::: GIVEN RECORDS :::

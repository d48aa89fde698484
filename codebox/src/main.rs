mod cli;
mod commands;

use anyhow::Result;
use clap::Parser;
use cli::{Cli, Commands};

fn main() -> Result<()> {
    codebox_core::observability::init_tracing();
    let cli = Cli::parse();

    match cli.command {
        Commands::Init { output, force } => commands::init::cmd_init(&output, force),
        Commands::Validate { recipe } => commands::validate::cmd_validate(recipe.as_deref()),
        Commands::Plan { recipe, json } => commands::plan::cmd_plan(recipe.as_deref(), json),
        Commands::Render { recipe, output } => {
            commands::render::cmd_render(recipe.as_deref(), output.as_deref())
        }
        Commands::Build {
            recipe,
            archive,
            json,
        } => commands::build::cmd_build(recipe.as_deref(), archive.as_deref(), json),
    }
}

:::

TO DO –
Find the lines that mention "json" in the entries and show them.

TASK ANSWER –
        Commands::Plan { recipe, json } => commands::plan::cmd_plan(recipe.as_deref(), json),
            json,
        } => commands::build::cmd_build(recipe.as_deref(), archive.as_deref(), json),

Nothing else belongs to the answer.